### Work instructions
Each line of the data below from the one holding "a map/shuffle/reduce pipeline" to the one holding "#[derive(Subcommand)]", inclusive, is to be reproduced exactly; no other line belongs in the answer.

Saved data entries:
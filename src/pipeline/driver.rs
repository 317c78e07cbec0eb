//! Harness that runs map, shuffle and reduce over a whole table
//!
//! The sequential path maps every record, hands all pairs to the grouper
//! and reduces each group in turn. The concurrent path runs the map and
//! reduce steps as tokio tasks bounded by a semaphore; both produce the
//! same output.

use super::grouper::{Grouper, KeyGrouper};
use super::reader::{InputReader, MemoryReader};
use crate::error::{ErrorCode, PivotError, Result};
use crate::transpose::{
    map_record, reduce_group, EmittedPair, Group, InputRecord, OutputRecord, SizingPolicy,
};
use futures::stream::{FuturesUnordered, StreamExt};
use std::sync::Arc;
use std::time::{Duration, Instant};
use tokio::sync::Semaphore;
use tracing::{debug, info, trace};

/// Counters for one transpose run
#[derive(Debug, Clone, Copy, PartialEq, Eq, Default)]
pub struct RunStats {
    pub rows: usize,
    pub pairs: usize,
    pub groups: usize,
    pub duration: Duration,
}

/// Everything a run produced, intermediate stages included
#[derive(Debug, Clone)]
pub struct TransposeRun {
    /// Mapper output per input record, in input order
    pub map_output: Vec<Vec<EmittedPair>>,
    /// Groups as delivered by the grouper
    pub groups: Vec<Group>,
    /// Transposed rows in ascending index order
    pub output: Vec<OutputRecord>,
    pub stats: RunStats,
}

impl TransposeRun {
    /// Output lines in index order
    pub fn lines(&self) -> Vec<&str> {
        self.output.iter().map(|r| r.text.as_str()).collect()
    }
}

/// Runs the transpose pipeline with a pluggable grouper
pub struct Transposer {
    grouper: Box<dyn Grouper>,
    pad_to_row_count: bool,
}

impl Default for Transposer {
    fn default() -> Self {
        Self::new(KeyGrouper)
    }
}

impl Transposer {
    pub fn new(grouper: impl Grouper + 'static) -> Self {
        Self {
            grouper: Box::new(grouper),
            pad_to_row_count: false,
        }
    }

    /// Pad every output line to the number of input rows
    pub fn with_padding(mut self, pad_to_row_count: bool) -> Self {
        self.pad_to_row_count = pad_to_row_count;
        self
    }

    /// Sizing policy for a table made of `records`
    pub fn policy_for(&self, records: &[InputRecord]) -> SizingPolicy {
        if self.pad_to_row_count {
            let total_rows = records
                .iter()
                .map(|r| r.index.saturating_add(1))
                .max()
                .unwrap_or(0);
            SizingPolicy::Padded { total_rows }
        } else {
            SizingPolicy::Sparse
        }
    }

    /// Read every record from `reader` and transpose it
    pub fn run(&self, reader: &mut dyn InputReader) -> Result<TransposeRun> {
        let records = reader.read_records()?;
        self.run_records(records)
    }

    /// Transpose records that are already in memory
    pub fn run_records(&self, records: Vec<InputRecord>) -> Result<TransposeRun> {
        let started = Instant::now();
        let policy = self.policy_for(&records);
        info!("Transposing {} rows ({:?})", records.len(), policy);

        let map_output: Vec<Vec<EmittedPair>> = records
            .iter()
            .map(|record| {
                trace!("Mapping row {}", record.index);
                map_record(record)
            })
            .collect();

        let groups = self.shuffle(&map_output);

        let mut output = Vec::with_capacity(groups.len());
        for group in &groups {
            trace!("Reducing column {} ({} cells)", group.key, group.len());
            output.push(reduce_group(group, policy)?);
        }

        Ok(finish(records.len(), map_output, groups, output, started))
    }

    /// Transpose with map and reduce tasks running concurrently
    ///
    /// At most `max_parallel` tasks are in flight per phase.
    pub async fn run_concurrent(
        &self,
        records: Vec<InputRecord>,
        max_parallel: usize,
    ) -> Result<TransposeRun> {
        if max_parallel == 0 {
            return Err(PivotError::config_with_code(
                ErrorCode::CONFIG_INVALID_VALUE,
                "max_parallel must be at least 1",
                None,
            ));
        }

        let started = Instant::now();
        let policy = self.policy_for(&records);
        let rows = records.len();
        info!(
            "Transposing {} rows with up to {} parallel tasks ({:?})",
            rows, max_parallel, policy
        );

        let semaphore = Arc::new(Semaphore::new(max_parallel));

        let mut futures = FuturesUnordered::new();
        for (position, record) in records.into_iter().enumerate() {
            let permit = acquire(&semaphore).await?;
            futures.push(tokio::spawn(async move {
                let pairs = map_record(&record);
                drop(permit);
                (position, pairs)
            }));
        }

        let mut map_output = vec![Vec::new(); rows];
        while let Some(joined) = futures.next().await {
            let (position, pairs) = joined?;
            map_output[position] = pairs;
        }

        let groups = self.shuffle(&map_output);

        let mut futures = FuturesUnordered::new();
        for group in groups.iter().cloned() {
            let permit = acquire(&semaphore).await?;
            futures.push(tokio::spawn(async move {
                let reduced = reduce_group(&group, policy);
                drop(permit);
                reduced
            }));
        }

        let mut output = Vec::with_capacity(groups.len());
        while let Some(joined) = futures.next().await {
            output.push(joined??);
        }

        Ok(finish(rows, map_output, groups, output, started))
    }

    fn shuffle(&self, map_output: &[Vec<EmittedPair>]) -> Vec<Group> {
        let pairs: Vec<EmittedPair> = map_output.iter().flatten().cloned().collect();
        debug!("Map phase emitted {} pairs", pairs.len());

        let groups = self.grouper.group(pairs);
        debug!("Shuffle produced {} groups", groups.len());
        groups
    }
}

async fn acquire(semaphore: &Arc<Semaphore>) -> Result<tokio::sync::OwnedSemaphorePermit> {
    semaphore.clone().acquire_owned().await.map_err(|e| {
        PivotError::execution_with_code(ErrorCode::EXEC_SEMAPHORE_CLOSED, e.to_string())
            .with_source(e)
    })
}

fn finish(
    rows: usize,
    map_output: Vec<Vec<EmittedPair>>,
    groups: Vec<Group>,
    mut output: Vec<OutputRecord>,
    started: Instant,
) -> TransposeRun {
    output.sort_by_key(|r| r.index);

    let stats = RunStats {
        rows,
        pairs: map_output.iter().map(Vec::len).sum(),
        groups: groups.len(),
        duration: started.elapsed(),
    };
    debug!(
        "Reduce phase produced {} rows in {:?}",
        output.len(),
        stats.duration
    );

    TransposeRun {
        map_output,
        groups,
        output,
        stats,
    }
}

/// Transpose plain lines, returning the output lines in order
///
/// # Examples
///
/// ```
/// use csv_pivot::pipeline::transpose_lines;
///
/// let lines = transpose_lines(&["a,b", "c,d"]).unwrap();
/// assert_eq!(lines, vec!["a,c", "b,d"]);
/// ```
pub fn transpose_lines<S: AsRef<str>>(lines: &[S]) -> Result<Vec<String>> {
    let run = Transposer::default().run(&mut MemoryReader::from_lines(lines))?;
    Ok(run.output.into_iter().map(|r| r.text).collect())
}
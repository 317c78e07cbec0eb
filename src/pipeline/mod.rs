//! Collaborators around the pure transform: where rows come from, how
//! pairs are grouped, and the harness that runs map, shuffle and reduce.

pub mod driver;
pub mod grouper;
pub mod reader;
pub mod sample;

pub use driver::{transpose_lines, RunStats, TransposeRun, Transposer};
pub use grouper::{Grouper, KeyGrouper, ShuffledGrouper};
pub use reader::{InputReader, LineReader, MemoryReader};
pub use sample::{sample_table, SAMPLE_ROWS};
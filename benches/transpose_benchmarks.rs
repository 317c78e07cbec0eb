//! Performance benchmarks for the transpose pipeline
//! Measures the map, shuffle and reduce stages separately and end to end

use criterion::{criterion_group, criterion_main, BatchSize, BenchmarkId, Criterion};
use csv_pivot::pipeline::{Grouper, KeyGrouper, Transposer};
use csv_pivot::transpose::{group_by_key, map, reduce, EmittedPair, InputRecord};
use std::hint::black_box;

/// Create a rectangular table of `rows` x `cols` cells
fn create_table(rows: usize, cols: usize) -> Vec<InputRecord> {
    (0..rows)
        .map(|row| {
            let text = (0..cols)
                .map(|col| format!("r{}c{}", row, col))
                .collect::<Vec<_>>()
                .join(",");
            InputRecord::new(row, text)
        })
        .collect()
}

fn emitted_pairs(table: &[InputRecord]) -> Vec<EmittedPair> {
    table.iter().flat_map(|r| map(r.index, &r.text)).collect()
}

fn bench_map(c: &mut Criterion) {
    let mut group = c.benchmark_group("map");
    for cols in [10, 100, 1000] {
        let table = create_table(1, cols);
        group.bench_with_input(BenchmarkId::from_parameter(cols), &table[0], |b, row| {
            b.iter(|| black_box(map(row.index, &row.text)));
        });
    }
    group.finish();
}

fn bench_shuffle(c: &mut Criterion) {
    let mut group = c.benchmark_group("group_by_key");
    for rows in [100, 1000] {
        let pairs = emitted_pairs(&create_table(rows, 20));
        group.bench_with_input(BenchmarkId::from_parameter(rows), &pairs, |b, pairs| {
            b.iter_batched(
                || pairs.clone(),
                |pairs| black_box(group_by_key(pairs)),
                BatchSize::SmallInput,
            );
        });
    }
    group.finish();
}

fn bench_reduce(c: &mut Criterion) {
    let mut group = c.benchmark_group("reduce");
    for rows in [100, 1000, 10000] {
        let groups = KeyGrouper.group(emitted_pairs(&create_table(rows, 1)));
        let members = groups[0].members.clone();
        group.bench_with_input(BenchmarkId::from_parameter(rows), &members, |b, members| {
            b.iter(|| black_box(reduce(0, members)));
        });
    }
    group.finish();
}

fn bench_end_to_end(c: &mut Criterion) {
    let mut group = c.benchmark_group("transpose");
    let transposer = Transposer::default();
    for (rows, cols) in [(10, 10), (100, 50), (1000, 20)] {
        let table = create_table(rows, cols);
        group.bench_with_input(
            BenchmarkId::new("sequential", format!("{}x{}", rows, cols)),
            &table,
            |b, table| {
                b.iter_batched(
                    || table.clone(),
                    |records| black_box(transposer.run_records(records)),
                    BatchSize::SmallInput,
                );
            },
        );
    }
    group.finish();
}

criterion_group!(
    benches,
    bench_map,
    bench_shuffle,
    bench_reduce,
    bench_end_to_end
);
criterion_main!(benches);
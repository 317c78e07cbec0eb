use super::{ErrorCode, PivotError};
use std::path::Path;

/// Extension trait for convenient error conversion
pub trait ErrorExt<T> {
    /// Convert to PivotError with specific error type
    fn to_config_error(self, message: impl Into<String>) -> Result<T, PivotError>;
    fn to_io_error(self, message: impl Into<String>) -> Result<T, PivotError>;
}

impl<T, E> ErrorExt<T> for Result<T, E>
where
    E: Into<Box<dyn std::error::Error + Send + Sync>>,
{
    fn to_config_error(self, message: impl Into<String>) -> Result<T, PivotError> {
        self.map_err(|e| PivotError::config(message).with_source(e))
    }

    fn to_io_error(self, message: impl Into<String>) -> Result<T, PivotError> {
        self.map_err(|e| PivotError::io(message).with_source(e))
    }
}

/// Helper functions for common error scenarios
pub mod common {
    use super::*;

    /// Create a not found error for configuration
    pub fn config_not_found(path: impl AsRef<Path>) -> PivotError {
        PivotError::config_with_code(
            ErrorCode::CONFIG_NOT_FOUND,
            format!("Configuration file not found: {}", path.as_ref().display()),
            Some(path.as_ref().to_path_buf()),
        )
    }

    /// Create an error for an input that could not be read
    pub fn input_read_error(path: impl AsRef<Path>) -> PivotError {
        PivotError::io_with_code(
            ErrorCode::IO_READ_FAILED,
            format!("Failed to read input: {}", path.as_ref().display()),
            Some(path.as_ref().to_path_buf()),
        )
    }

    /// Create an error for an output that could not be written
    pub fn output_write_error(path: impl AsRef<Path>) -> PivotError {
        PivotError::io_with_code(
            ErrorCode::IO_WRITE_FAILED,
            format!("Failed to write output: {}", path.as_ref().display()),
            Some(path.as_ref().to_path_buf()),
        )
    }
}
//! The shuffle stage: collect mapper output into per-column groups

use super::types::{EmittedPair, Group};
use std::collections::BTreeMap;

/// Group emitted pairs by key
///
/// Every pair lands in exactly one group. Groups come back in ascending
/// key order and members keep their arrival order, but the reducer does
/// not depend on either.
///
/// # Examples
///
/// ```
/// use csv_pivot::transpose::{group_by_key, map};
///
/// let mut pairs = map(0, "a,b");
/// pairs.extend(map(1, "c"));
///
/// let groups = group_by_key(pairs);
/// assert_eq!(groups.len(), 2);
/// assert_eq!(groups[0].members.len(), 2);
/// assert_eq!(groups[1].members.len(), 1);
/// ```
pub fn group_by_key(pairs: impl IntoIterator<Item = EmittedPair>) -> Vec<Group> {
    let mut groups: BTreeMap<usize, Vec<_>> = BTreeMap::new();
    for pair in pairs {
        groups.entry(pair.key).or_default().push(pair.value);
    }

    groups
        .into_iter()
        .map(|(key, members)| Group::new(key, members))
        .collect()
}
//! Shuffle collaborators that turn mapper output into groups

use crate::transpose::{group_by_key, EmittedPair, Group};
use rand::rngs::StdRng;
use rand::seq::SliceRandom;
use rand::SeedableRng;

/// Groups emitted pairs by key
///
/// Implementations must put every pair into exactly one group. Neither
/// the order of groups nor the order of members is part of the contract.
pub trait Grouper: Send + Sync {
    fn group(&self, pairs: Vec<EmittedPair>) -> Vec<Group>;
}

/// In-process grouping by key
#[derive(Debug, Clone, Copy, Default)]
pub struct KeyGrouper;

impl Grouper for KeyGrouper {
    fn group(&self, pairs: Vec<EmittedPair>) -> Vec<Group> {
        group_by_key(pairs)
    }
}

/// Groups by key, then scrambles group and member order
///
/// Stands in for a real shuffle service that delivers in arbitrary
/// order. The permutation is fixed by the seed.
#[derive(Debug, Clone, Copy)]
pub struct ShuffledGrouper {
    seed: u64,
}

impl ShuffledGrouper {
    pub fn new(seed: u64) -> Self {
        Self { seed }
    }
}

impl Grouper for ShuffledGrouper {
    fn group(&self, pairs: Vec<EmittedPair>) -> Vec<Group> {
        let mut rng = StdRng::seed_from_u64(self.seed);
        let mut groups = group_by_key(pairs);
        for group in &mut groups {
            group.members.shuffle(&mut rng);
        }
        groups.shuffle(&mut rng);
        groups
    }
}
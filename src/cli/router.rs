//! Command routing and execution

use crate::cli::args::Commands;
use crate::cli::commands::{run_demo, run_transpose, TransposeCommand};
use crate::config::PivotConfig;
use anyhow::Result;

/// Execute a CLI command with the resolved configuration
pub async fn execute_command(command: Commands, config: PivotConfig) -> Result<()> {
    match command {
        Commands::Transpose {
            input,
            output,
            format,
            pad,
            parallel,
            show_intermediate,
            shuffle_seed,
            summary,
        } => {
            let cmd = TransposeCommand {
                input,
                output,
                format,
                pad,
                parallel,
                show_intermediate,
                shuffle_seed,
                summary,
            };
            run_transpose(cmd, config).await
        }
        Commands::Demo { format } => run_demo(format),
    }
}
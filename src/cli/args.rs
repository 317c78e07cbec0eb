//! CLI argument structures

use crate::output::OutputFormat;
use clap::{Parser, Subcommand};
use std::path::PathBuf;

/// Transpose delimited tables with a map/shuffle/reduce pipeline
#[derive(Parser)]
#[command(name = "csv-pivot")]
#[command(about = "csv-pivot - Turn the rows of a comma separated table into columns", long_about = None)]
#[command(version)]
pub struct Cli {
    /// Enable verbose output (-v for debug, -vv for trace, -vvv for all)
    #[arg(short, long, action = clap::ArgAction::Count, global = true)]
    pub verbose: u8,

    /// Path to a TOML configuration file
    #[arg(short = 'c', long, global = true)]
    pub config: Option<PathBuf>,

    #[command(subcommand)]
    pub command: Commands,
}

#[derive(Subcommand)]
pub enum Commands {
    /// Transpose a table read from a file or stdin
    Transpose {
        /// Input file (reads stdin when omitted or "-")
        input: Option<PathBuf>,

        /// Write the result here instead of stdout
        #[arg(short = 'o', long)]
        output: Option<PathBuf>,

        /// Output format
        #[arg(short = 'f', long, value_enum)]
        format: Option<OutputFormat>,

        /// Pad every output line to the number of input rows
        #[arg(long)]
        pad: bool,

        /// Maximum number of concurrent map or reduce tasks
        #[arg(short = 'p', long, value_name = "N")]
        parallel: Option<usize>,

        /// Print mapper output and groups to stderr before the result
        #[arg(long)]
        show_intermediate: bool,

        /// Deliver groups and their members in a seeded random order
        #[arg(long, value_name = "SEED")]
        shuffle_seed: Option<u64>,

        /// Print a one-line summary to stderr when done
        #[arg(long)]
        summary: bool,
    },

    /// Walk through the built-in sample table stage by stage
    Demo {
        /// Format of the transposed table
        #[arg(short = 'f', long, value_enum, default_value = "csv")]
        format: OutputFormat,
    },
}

### Solution to this task
/// Transpose delimited tables with a map/shuffle/reduce pipeline
#[derive(Parser)]
#[command(name = "csv-pivot")]
#[command(about = "csv-pivot - Turn the rows of a comma separated table into columns", long_about = None)]
#[command(version)]
pub struct Cli {
    /// Enable verbose output (-v for debug, -vv for trace, -vvv for all)
    #[arg(short, long, action = clap::ArgAction::Count, global = true)]
    pub verbose: u8,

    /// Path to a TOML configuration file
    #[arg(short = 'c', long, global = true)]
    pub config: Option<PathBuf>,

    #[command(subcommand)]
    pub command: Commands,
}

#[derive(Subcommand)]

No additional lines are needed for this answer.